Seperti hari-hari sebelumnya, siang itu Sri Agustina menunggui kios batiknya. Sambil menunggu datangnya pembeli, pengrajin batik berkulit kuning langsat itu menarikan ujung telunjuk tangan kanannya pada layar ponsel pintarnya. Sesekali pandangannya menyapu ke sekeliling kios tempat ia memajang batik dagangannya.
Berhelai-helai batik yang ditawarkan di kiosnya itu diakui Sri sebagai hasil karyanya dan tetangga-tetangganya di Desa Kalitengah, Kecamatan Kalitengah, Kabupaten Cirebon. Warga Desa Kalitengah, sebagaimana warga Trusmi lainnya, memang dikenal sebagai pengrajin batik Cirebon. Berbagai motif batik Cirebon baik itu motif Pesisiran maupun motif Keratonan lahir dari tangan-tangan terampil warga desa tempat Sri tinggal.
Selain dijajakan di kios yang berada di Blok A Pasar Batik Trusmi, Sri pun mencoba peruntungannya dengan memasarkan batik karyanya lewat Facebook dan lapak online. Ada banyak foto dengan aneka motif batik yang dipajang dalam akun Facebook-nya. Sama seperti yang dipajangnya di kios, batik-batik yang dipasarkan Sri lewat dunia maya pun kesemuanya hasil karyanya.

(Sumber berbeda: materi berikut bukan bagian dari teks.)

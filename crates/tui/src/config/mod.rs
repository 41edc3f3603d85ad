use clap::Parser;
use serde::Deserialize;

use crate::error::Result;

const DEFAULT_CONFIG_PATH: &str = "config/philand_tui.toml";

#[derive(Debug, Clone, Deserialize)]
#[serde(default)]
pub struct AppConfig {
    pub base_url: String,
    pub email: String,
    pub timezone: String,
    pub per_page: u32,
    pub log_file: String,
}

impl Default for AppConfig {
    fn default() -> Self {
        Self {
            base_url: "http://127.0.0.1:3000".to_string(),
            email: String::new(),
            timezone: "UTC".to_string(),
            per_page: 30,
            log_file: "philand_tui.log".to_string(),
        }
    }
}

#[derive(Debug, Parser)]
#[command(name = "philand_tui", disable_version_flag = true)]
struct Args {
    /// Optional config file path (TOML).
    #[arg(long)]
    config: Option<String>,
    /// Override base URL (e.g. http://127.0.0.1:3000).
    #[arg(long)]
    base_url: Option<String>,
    /// Override login email (password is never read from CLI).
    #[arg(long)]
    email: Option<String>,
    /// Override timezone (IANA name).
    #[arg(long)]
    timezone: Option<String>,
    /// Override the entries page size.
    #[arg(long)]
    per_page: Option<u32>,
}

pub fn load() -> Result<AppConfig> {
    let args = Args::parse();

    let config_path = args.config.as_deref().unwrap_or(DEFAULT_CONFIG_PATH);
    let mut builder = config::Config::builder();
    builder = builder.add_source(config::File::with_name(config_path).required(false));
    builder = builder.add_source(config::Environment::with_prefix("PHILAND_TUI"));
    let mut settings: AppConfig = builder.build()?.try_deserialize()?;

    if let Some(base_url) = args.base_url {
        settings.base_url = base_url;
    }
    if let Some(email) = args.email {
        settings.email = email;
    }
    if let Some(timezone) = args.timezone {
        settings.timezone = timezone;
    }
    if let Some(per_page) = args.per_page {
        settings.per_page = per_page;
    }

    Ok(settings)
}
use api_types::{
    auth::MessageResponse,
    entry::{Entry, EntryNew, EntryUpdate},
};

use crate::{error::Result, filter::EntryFilter, http::ApiClient};

impl ApiClient {
    /// Paginated, filtered entry listing; the filter state maps 1:1 onto
    /// query parameters.
    pub async fn entries(&self, budget_id: &str, filter: &EntryFilter) -> Result<Vec<Entry>> {
        self.get_json_with(&format!("/api/budgets/{budget_id}/entries"), &filter.query())
            .await
    }

    pub async fn create_entry(&self, budget_id: &str, entry: &EntryNew) -> Result<Entry> {
        self.post_json(&format!("/api/budgets/{budget_id}/entries"), entry)
            .await
    }

    pub async fn update_entry(
        &self,
        budget_id: &str,
        entry_id: &str,
        update: &EntryUpdate,
    ) -> Result<Entry> {
        self.patch_json(
            &format!("/api/budgets/{budget_id}/entries/{entry_id}"),
            update,
        )
        .await
    }

    pub async fn delete_entry(&self, budget_id: &str, entry_id: &str) -> Result<MessageResponse> {
        self.delete_json(&format!("/api/budgets/{budget_id}/entries/{entry_id}"))
            .await
    }
}
use ratatui::{
    Frame,
    layout::{Alignment, Constraint, Direction, Layout, Rect},
    style::{Modifier, Style},
    text::{Line, Span},
    widgets::Paragraph,
};

use api_types::{budget::BudgetSummary, entry::Entry};
use client::{QueryCache, QueryStatus, SortOrder, view::EntryTotals};

use crate::{
    app::{AppState, EntriesMode, RangeField},
    ui::{
        components::{money, panel::panel},
        theme::Theme,
    },
};

pub fn render(frame: &mut Frame<'_>, area: Rect, state: &AppState, cache: &QueryCache) {
    let theme = Theme::default();

    let block = panel("Entries", &theme);
    let inner = block.inner(area);
    frame.render_widget(block, area);

    let rows = Layout::default()
        .direction(Direction::Vertical)
        .constraints([
            Constraint::Length(1), // filter summary
            Constraint::Length(1), // totals
            Constraint::Length(1), // spacer
            Constraint::Min(0),    // table
            Constraint::Length(3), // input area
        ])
        .split(inner);

    let currency = state
        .budget_key()
        .and_then(|key| cache.get::<BudgetSummary>(&key))
        .map(|budget| budget.currency_code.clone())
        .unwrap_or_default();

    render_filter_line(frame, rows[0], state, cache, &theme);

    let entries = state.entries_key().and_then(|key| cache.get::<Vec<Entry>>(&key));

    if let Some(entries) = &entries {
        render_totals(frame, rows[1], entries, &currency, &theme);
        render_table(frame, rows[3], state, entries, &currency, &theme);
    } else if let Some(key) = state.entries_key() {
        match cache.status(&key) {
            QueryStatus::Error(message) => {
                render_notice(frame, rows[3], &message, &theme, true);
            }
            _ => render_notice(frame, rows[3], "Loading entries...", &theme, false),
        }
    }

    render_input_area(frame, rows[4], state, &theme);
}

fn render_filter_line(
    frame: &mut Frame<'_>,
    area: Rect,
    state: &AppState,
    cache: &QueryCache,
    theme: &Theme,
) {
    let filter = &state.entries.filter;
    let order = match filter.sort_order {
        SortOrder::Asc => "▲",
        SortOrder::Desc => "▼",
    };
    let loading = state
        .entries_key()
        .map(|key| cache.is_loading(&key))
        .unwrap_or(false);

    let mut spans = vec![
        Span::styled("Kind", Style::default().fg(theme.text_muted)),
        Span::raw(format!(": {}  ", filter.kind.label())),
        Span::styled("Period", Style::default().fg(theme.text_muted)),
        Span::raw(format!(": {}  ", state.entries.preset.label())),
        Span::styled("Sort", Style::default().fg(theme.text_muted)),
        Span::raw(format!(": {} {order}  ", filter.sort_by.as_str())),
        Span::styled("Page", Style::default().fg(theme.text_muted)),
        Span::raw(format!(": {} × {}  ", filter.page, filter.per_page)),
    ];
    if let Some(search) = &filter.search {
        spans.push(Span::styled("Search", Style::default().fg(theme.text_muted)));
        spans.push(Span::raw(format!(": {search}  ")));
    }
    if loading {
        spans.push(Span::styled("…", Style::default().fg(theme.accent)));
    }

    frame.render_widget(Paragraph::new(Line::from(spans)), area);
}

fn render_totals(
    frame: &mut Frame<'_>,
    area: Rect,
    entries: &[Entry],
    currency: &str,
    theme: &Theme,
) {
    let totals = EntryTotals::compute(entries);
    let line = Line::from(vec![
        Span::styled("Income ", Style::default().fg(theme.text_muted)),
        money::styled_amount_no_sign(totals.income_minor, currency, theme),
        Span::raw("   "),
        Span::styled("Expense ", Style::default().fg(theme.text_muted)),
        money::styled_amount_no_sign(-totals.expense_minor, currency, theme),
        Span::raw("   "),
        Span::styled("Net ", Style::default().fg(theme.text_muted)),
        money::styled_amount_bold(totals.net_minor(), currency, theme),
    ]);
    frame.render_widget(Paragraph::new(line), area);
}

fn render_table(
    frame: &mut Frame<'_>,
    area: Rect,
    state: &AppState,
    entries: &[Entry],
    currency: &str,
    theme: &Theme,
) {
    if entries.is_empty() {
        render_notice(frame, area, "No entries match these filters.", theme, false);
        return;
    }

    let selected = state.entries.selected.min(entries.len() - 1);
    let lines: Vec<Line> = entries
        .iter()
        .enumerate()
        .take(area.height as usize)
        .map(|(i, entry)| {
            let marker = if i == selected { "▸ " } else { "  " };
            let signed = match entry.kind {
                api_types::category::CategoryKind::Income => entry.amount_minor.abs(),
                api_types::category::CategoryKind::Expense => -entry.amount_minor.abs(),
            };
            let category = entry.category_name.as_deref().unwrap_or("-");
            let description = entry.description.as_deref().unwrap_or("");
            let comments = entry
                .comment_count
                .filter(|count| *count > 0)
                .map(|count| format!(" ({count}c)"))
                .unwrap_or_default();

            let base = if i == selected {
                Style::default().fg(theme.text).add_modifier(Modifier::BOLD)
            } else {
                Style::default().fg(theme.text)
            };

            Line::from(vec![
                Span::styled(marker, Style::default().fg(theme.accent)),
                Span::styled(format!("{}  ", entry.entry_date), base),
                Span::styled(
                    format!("{:<16}", truncate(category, 15)),
                    Style::default().fg(theme.text_muted),
                ),
                money::styled_amount(signed, currency, theme),
                Span::styled(format!("  {}", truncate(description, 34)), base),
                Span::styled(comments, Style::default().fg(theme.dim)),
            ])
        })
        .collect();

    frame.render_widget(Paragraph::new(lines), area);
}

fn render_input_area(frame: &mut Frame<'_>, area: Rect, state: &AppState, theme: &Theme) {
    let lines = match state.entries.mode {
        EntriesMode::List => {
            if state.entries.pending {
                vec![Line::from(Span::styled(
                    "Saving...",
                    Style::default().fg(theme.dim),
                ))]
            } else {
                Vec::new()
            }
        }
        EntriesMode::QuickAdd => vec![
            Line::from(vec![
                Span::styled("Add: ", Style::default().fg(theme.accent)),
                Span::raw(format!("{}_", state.entries.input)),
            ]),
            Line::from(Span::styled(
                "[+|-]amount #category note, e.g. \"+1500 #salary January\" or \"12.50 #food lunch\"",
                Style::default().fg(theme.dim),
            )),
        ],
        EntriesMode::Search => vec![
            Line::from(vec![
                Span::styled("Search: ", Style::default().fg(theme.accent)),
                Span::raw(format!("{}_", state.entries.input)),
            ]),
            Line::from(Span::styled(
                "Matches descriptions. Enter applies, empty clears, Esc cancels.",
                Style::default().fg(theme.dim),
            )),
        ],
        EntriesMode::Range => {
            let focus_style = Style::default()
                .fg(theme.accent)
                .add_modifier(Modifier::BOLD);
            let idle_style = Style::default().fg(theme.text_muted);
            let (from_style, to_style) = match state.entries.range_focus {
                RangeField::From => (focus_style, idle_style),
                RangeField::To => (idle_style, focus_style),
            };
            vec![
                Line::from(vec![
                    Span::styled("From: ", from_style),
                    Span::raw(format!("{}  ", state.entries.range_from)),
                    Span::styled("To: ", to_style),
                    Span::raw(state.entries.range_to.clone()),
                ]),
                Line::from(Span::styled(
                    "Dates as YYYY-MM-DD. Tab switches, Enter applies, Esc cancels.",
                    Style::default().fg(theme.dim),
                )),
            ]
        }
    };
    frame.render_widget(Paragraph::new(lines), area);
}

fn render_notice(frame: &mut Frame<'_>, area: Rect, message: &str, theme: &Theme, error: bool) {
    let color = if error { theme.error } else { theme.dim };
    let mut spans = vec![Span::styled(message.to_string(), Style::default().fg(color))];
    if error {
        spans.push(Span::raw(" Press "));
        spans.push(Span::styled("r", Style::default().fg(theme.accent)));
        spans.push(Span::raw(" to retry."));
    }
    frame.render_widget(
        Paragraph::new(Line::from(spans)).alignment(Alignment::Center),
        area,
    );
}

fn truncate(s: &str, max_len: usize) -> String {
    if s.chars().count() <= max_len {
        s.to_string()
    } else {
        let cut: String = s.chars().take(max_len.saturating_sub(1)).collect();
        format!("{cut}…")
    }
}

“Lumayan, banyak yang tanya-tanya,” jawab perempuan berhijab itu saat ditanya tentang lapak online-nya. “Ada yang habis tanya langsung beli. Ada juga yang tanya ini tanya itu, tapi tidak nongol lagi,” sambungnya sambil mengulas senyum di wajahnya. Lebih banyak yang tanya, tapi tidak nongol lagi,” tandasnya.
Sayangnya Sri tidak tahu persis besaran konstribusi Facebook dan lapak onlinedalam usaha batiknya. Berbeda dengan Sri, Heri Kismo menilai situs toko batik memiliki peran penting dalam usahanya.

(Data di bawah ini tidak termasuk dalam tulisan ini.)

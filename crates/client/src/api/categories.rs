use api_types::{
    auth::MessageResponse,
    category::{Category, CategoryNew, CategoryUpdate},
};

use crate::{error::Result, http::ApiClient};

impl ApiClient {
    pub async fn categories(&self, budget_id: &str) -> Result<Vec<Category>> {
        self.get_json(&format!("/api/budgets/{budget_id}/categories"))
            .await
    }

    pub async fn create_category(&self, budget_id: &str, category: &CategoryNew) -> Result<Category> {
        self.post_json(&format!("/api/budgets/{budget_id}/categories"), category)
            .await
    }

    pub async fn update_category(
        &self,
        budget_id: &str,
        category_id: &str,
        update: &CategoryUpdate,
    ) -> Result<Category> {
        self.patch_json(
            &format!("/api/budgets/{budget_id}/categories/{category_id}"),
            update,
        )
        .await
    }

    pub async fn delete_category(
        &self,
        budget_id: &str,
        category_id: &str,
    ) -> Result<MessageResponse> {
        self.delete_json(&format!(
            "/api/budgets/{budget_id}/categories/{category_id}"
        ))
        .await
    }
}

“Konstribusinya sekitar 10 persen,” tegas pemilik toko batik yang berlokasi di Jalan Trusmi ini.
Selarang dengan Heri, Dian Novalia mengungkapkan kalau pemasaran lewat media sosial cukup menjanjikan. Lewat media sosial, khususnya Facebook, Dian yang juga bertetangga dengan Sri ini menjelaskan kalau batik karyanya telah dipasarkan ke sejumlah daerah di Indonesia, seperti Jakarta dan Solo. Tidak jarang melalui rekan-rekannya, perempuan kelahiran 1979 ini mendapat pesanan dari luar negeri, seperti Thailand, Brunai Darusalam, dan beberapa negara lainnya
Daerah Trusmi memang dikenal sebagai sentra batik Cirebon. Di Desa Trusmi Kulon saja, menurur Asmawi, sekitar 80 persen dari 3.118 warganya yang mencari nafkah dari usaha batik, mulai dari pengrajin batik sampai pengeberbatik. Pengeber atau penjaja batik biasanya mengambil batik dari pengrajin untuk dijajakan ke pedagang.

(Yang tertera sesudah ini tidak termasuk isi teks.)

use chrono::{Datelike, Days, Months, NaiveDate};

/// Kind filter for entry listings; `All` means "no filter" and is never sent
/// on the wire.
#[derive(Clone, Copy, Debug, Default, PartialEq, Eq)]
pub enum KindFilter {
    #[default]
    All,
    Income,
    Expense,
}

impl KindFilter {
    fn as_param(self) -> Option<&'static str> {
        match self {
            Self::All => None,
            Self::Income => Some("income"),
            Self::Expense => Some("expense"),
        }
    }

    pub fn label(self) -> &'static str {
        match self {
            Self::All => "All",
            Self::Income => "Income",
            Self::Expense => "Expense",
        }
    }
}

#[derive(Clone, Copy, Debug, Default, PartialEq, Eq)]
pub enum SortField {
    #[default]
    Date,
    Amount,
    Description,
}

impl SortField {
    pub fn as_str(self) -> &'static str {
        match self {
            Self::Date => "date",
            Self::Amount => "amount",
            Self::Description => "description",
        }
    }
}

#[derive(Clone, Copy, Debug, Default, PartialEq, Eq)]
pub enum SortOrder {
    Asc,
    #[default]
    Desc,
}

impl SortOrder {
    pub fn as_str(self) -> &'static str {
        match self {
            Self::Asc => "asc",
            Self::Desc => "desc",
        }
    }

    fn flipped(self) -> Self {
        match self {
            Self::Asc => Self::Desc,
            Self::Desc => Self::Asc,
        }
    }
}

/// Date-range presets offered on the entries screen.
///
/// Ranges are computed from a caller-supplied `today` at selection time;
/// `Custom` hands the range over to explicit from/to editing.
#[derive(Clone, Copy, Debug, PartialEq, Eq)]
pub enum DatePreset {
    Last3Days,
    Last7Days,
    ThisMonth,
    LastMonth,
    ThisYear,
    LastYear,
    Custom,
}

impl DatePreset {
    pub const ALL: [DatePreset; 7] = [
        Self::Last3Days,
        Self::Last7Days,
        Self::ThisMonth,
        Self::LastMonth,
        Self::ThisYear,
        Self::LastYear,
        Self::Custom,
    ];

    pub fn label(self) -> &'static str {
        match self {
            Self::Last3Days => "Last 3 days",
            Self::Last7Days => "Last 7 days",
            Self::ThisMonth => "This month",
            Self::LastMonth => "Last month",
            Self::ThisYear => "This year",
            Self::LastYear => "Last year",
            Self::Custom => "Custom",
        }
    }

    /// The concrete from/to range, or `None` for [`Custom`](Self::Custom).
    pub fn range(self, today: NaiveDate) -> Option<(NaiveDate, NaiveDate)> {
        match self {
            Self::Last3Days => Some((back_days(today, 3), today)),
            Self::Last7Days => Some((back_days(today, 7), today)),
            Self::ThisMonth => Some((month_start(today), month_end(today))),
            Self::LastMonth => {
                let prev = month_start(today)
                    .checked_sub_days(Days::new(1))
                    .unwrap_or(today);
                Some((month_start(prev), prev))
            }
            Self::ThisYear => Some((year_start(today.year()), today)),
            Self::LastYear => {
                let year = today.year() - 1;
                Some((year_start(year), year_end(year)))
            }
            Self::Custom => None,
        }
    }
}

/// Period filter for the monthly-summary screen.
#[derive(Clone, Copy, Debug, Default, PartialEq, Eq)]
pub enum SummaryPeriod {
    Last3Months,
    #[default]
    Last6Months,
    ThisYear,
    LastYear,
}

impl SummaryPeriod {
    pub const ALL: [SummaryPeriod; 4] = [
        Self::Last3Months,
        Self::Last6Months,
        Self::ThisYear,
        Self::LastYear,
    ];

    pub fn label(self) -> &'static str {
        match self {
            Self::Last3Months => "Last 3 months",
            Self::Last6Months => "Last 6 months",
            Self::ThisYear => "This year",
            Self::LastYear => "Last year",
        }
    }

    pub fn range(self, today: NaiveDate) -> (NaiveDate, NaiveDate) {
        match self {
            Self::Last3Months => (back_months(today, 3), today),
            Self::Last6Months => (back_months(today, 6), today),
            Self::ThisYear => (year_start(today.year()), today),
            Self::LastYear => {
                let year = today.year() - 1;
                (year_start(year), year_end(year))
            }
        }
    }
}

/// Page-local view state for an entry listing.
///
/// Deterministically maps to outgoing query parameters and cache-key
/// segments. Every filter transition other than explicit page navigation
/// resets `page` to 1 so a narrowed result set can never show an
/// out-of-range page.
#[derive(Clone, Debug, PartialEq, Eq)]
pub struct EntryFilter {
    pub kind: KindFilter,
    pub category_id: Option<String>,
    pub member_id: Option<String>,
    pub from: Option<NaiveDate>,
    pub to: Option<NaiveDate>,
    pub search: Option<String>,
    pub sort_by: SortField,
    pub sort_order: SortOrder,
    pub page: u32,
    pub per_page: u32,
}

impl Default for EntryFilter {
    fn default() -> Self {
        Self {
            kind: KindFilter::All,
            category_id: None,
            member_id: None,
            from: None,
            to: None,
            search: None,
            sort_by: SortField::Date,
            sort_order: SortOrder::Desc,
            page: 1,
            per_page: 30,
        }
    }
}

impl EntryFilter {
    /// The entries screen opens on the current month.
    pub fn this_month(today: NaiveDate) -> Self {
        let mut filter = Self::default();
        if let Some((from, to)) = DatePreset::ThisMonth.range(today) {
            filter.from = Some(from);
            filter.to = Some(to);
        }
        filter
    }

    pub fn set_kind(&mut self, kind: KindFilter) {
        self.kind = kind;
        self.page = 1;
    }

    pub fn set_category(&mut self, category_id: Option<String>) {
        self.category_id = category_id;
        self.page = 1;
    }

    pub fn set_member(&mut self, member_id: Option<String>) {
        self.member_id = member_id;
        self.page = 1;
    }

    /// Empty input clears the search filter entirely.
    pub fn set_search(&mut self, search: &str) {
        let trimmed = search.trim();
        self.search = (!trimmed.is_empty()).then(|| trimmed.to_string());
        self.page = 1;
    }

    pub fn set_range(&mut self, from: Option<NaiveDate>, to: Option<NaiveDate>) {
        self.from = from;
        self.to = to;
        self.page = 1;
    }

    /// Applies a preset range; [`DatePreset::Custom`] leaves the current
    /// range in place for explicit editing.
    pub fn apply_preset(&mut self, preset: DatePreset, today: NaiveDate) {
        if let Some((from, to)) = preset.range(today) {
            self.set_range(Some(from), Some(to));
        }
    }

    /// Sorting on the current field flips the direction; a new field starts
    /// at the default descending order.
    pub fn toggle_sort(&mut self, field: SortField) {
        if self.sort_by == field {
            self.sort_order = self.sort_order.flipped();
        } else {
            self.sort_by = field;
            self.sort_order = SortOrder::Desc;
        }
        self.page = 1;
    }

    pub fn set_page(&mut self, page: u32) {
        self.page = page.max(1);
    }

    pub fn next_page(&mut self) {
        self.page += 1;
    }

    pub fn prev_page(&mut self) {
        self.page = self.page.saturating_sub(1).max(1);
    }

    pub fn set_per_page(&mut self, per_page: u32) {
        self.per_page = per_page.max(1);
        self.page = 1;
    }

    /// Outgoing query parameters.
    ///
    /// Unset optional filters are omitted entirely (never sent as empty
    /// strings) so the backend's "no filter" default applies, and
    /// `kind=all` is never sent.
    pub fn query(&self) -> Vec<(&'static str, String)> {
        let mut params = Vec::new();
        if let Some(kind) = self.kind.as_param() {
            params.push(("kind", kind.to_string()));
        }
        if let Some(category_id) = &self.category_id {
            params.push(("category_id", category_id.clone()));
        }
        if let Some(member_id) = &self.member_id {
            params.push(("member_id", member_id.clone()));
        }
        if let Some(from) = self.from {
            params.push(("from", from.to_string()));
        }
        if let Some(to) = self.to {
            params.push(("to", to.to_string()));
        }
        if let Some(search) = &self.search {
            params.push(("search", search.clone()));
        }
        params.push(("sort_by", self.sort_by.as_str().to_string()));
        params.push(("sort_order", self.sort_order.as_str().to_string()));
        params.push(("page", self.page.to_string()));
        params.push(("per_page", self.per_page.to_string()));
        params
    }

    /// Cache-key segments; structurally equal filters produce identical
    /// segments so they share one cache slot.
    pub fn key_segments(&self) -> Vec<String> {
        self.query()
            .into_iter()
            .map(|(name, value)| format!("{name}={value}"))
            .collect()
    }
}

fn back_days(today: NaiveDate, days: u64) -> NaiveDate {
    today.checked_sub_days(Days::new(days)).unwrap_or(today)
}

fn back_months(today: NaiveDate, months: u32) -> NaiveDate {
    today
        .checked_sub_months(Months::new(months))
        .unwrap_or(today)
}

fn month_start(date: NaiveDate) -> NaiveDate {
    NaiveDate::from_ymd_opt(date.year(), date.month(), 1).unwrap_or(date)
}

fn month_end(date: NaiveDate) -> NaiveDate {
    month_start(date)
        .checked_add_months(Months::new(1))
        .and_then(|d| d.checked_sub_days(Days::new(1)))
        .unwrap_or(date)
}

fn year_start(year: i32) -> NaiveDate {
    NaiveDate::from_ymd_opt(year, 1, 1).unwrap_or(NaiveDate::MIN)
}

fn year_end(year: i32) -> NaiveDate {
    NaiveDate::from_ymd_opt(year, 12, 31).unwrap_or(NaiveDate::MIN)
}

#[cfg(test)]
mod tests {
    use super::*;

    fn day(y: i32, m: u32, d: u32) -> NaiveDate {
        NaiveDate::from_ymd_opt(y, m, d).unwrap()
    }

    #[test]
    fn filter_changes_reset_pagination() {
        let mut filter = EntryFilter::default();
        filter.set_page(4);

        filter.set_kind(KindFilter::Income);
        assert_eq!(filter.page, 1);

        filter.set_page(4);
        filter.set_category(Some("c1".to_string()));
        assert_eq!(filter.page, 1);

        filter.set_page(4);
        filter.set_search("rent");
        assert_eq!(filter.page, 1);

        filter.set_page(4);
        filter.set_range(Some(day(2026, 1, 1)), Some(day(2026, 1, 31)));
        assert_eq!(filter.page, 1);

        filter.set_page(4);
        filter.toggle_sort(SortField::Amount);
        assert_eq!(filter.page, 1);

        filter.set_page(4);
        filter.set_per_page(10);
        assert_eq!(filter.page, 1);
    }

    #[test]
    fn explicit_page_moves_are_preserved() {
        let mut filter = EntryFilter::default();
        filter.next_page();
        filter.next_page();
        assert_eq!(filter.page, 3);
        filter.prev_page();
        assert_eq!(filter.page, 2);
        filter.prev_page();
        filter.prev_page();
        assert_eq!(filter.page, 1);
    }

    #[test]
    fn empty_filters_are_omitted_from_the_query() {
        let filter = EntryFilter {
            kind: KindFilter::All,
            search: None,
            category_id: None,
            ..EntryFilter::default()
        };
        let params = filter.query();
        assert!(params.iter().all(|(name, _)| *name != "kind"));
        assert!(params.iter().all(|(name, _)| *name != "category_id"));
        assert!(params.iter().all(|(name, _)| *name != "search"));
    }

    #[test]
    fn blank_search_input_clears_the_filter() {
        let mut filter = EntryFilter::default();
        filter.set_search("rent");
        assert_eq!(filter.search.as_deref(), Some("rent"));
        filter.set_search("   ");
        assert_eq!(filter.search, None);
        assert!(filter.query().iter().all(|(name, _)| *name != "search"));
    }

    #[test]
    fn sort_toggles_on_same_field_and_resets_on_new_field() {
        let mut filter = EntryFilter::default();
        assert_eq!(filter.sort_by, SortField::Date);
        assert_eq!(filter.sort_order, SortOrder::Desc);

        filter.toggle_sort(SortField::Date);
        assert_eq!(filter.sort_order, SortOrder::Asc);

        filter.toggle_sort(SortField::Amount);
        assert_eq!(filter.sort_by, SortField::Amount);
        assert_eq!(filter.sort_order, SortOrder::Desc);
    }

    #[test]
    fn equal_filters_produce_equal_key_segments() {
        let mut a = EntryFilter::default();
        let mut b = EntryFilter::default();
        a.set_search("coffee");
        b.set_search("coffee");
        assert_eq!(a.key_segments(), b.key_segments());
    }

    #[test]
    fn month_presets_cover_whole_months() {
        let today = day(2026, 8, 4);
        let (from, to) = DatePreset::ThisMonth.range(today).unwrap();
        assert_eq!(from, day(2026, 8, 1));
        assert_eq!(to, day(2026, 8, 31));

        let (from, to) = DatePreset::LastMonth.range(today).unwrap();
        assert_eq!(from, day(2026, 7, 1));
        assert_eq!(to, day(2026, 7, 31));
    }

    #[test]
    fn last_month_preset_crosses_year_boundaries() {
        let (from, to) = DatePreset::LastMonth.range(day(2026, 1, 15)).unwrap();
        assert_eq!(from, day(2025, 12, 1));
        assert_eq!(to, day(2025, 12, 31));
    }

    #[test]
    fn day_presets_end_today() {
        let today = day(2026, 8, 4);
        let (from, to) = DatePreset::Last3Days.range(today).unwrap();
        assert_eq!(from, day(2026, 8, 1));
        assert_eq!(to, today);

        let (from, to) = DatePreset::Last7Days.range(today).unwrap();
        assert_eq!(from, day(2026, 7, 28));
        assert_eq!(to, today);
    }

    #[test]
    fn year_presets() {
        let today = day(2026, 8, 4);
        let (from, to) = DatePreset::ThisYear.range(today).unwrap();
        assert_eq!(from, day(2026, 1, 1));
        assert_eq!(to, today);

        let (from, to) = DatePreset::LastYear.range(today).unwrap();
        assert_eq!(from, day(2025, 1, 1));
        assert_eq!(to, day(2025, 12, 31));
    }

    #[test]
    fn custom_preset_keeps_the_current_range() {
        let today = day(2026, 8, 4);
        let mut filter = EntryFilter::this_month(today);
        let before = filter.clone();
        filter.apply_preset(DatePreset::Custom, today);
        assert_eq!(filter, before);
    }
}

Konon, keahlian membatik warga desa diturunkan oleh Ki Gede Trusmi. Di sela-sela kegiatan dakwahnya, santri Sunan Gunung Jati ini menularkan teknik membatik kepada warga sekitar. Untuk menghargai jasa-jasa Ki Gede Trusmi, setiap tahunnya masyarakat mengadakan upacara Ganti Welit (atap rumput) pada makamnya, dan setiap empat tahun sekali diadakan upacara Ganti Sirap untuk mengganti atap sirap pada makam. Di tangan generasi penerusnya, kain batik dibuat semenarik mungkin tanpa meninggalkan nilai budaya yang dikandungnya.
Saat ini di Trusmi banyak berdiri toko-toko batik. Toko-toko itu menjajakan batik-batik hasil karya pengrajin yang tinggal di sekitar Trusmi. Menurut Asnawi yang menjabat sebagai Kesra Desa Trusmi Kulon, toko batik awalnya dibuka oleh Haji Madmil di tahun 1970-an. Kemudian, lanjutnya, toko-toko batik mulai menjamur setelah tahun 2000-an.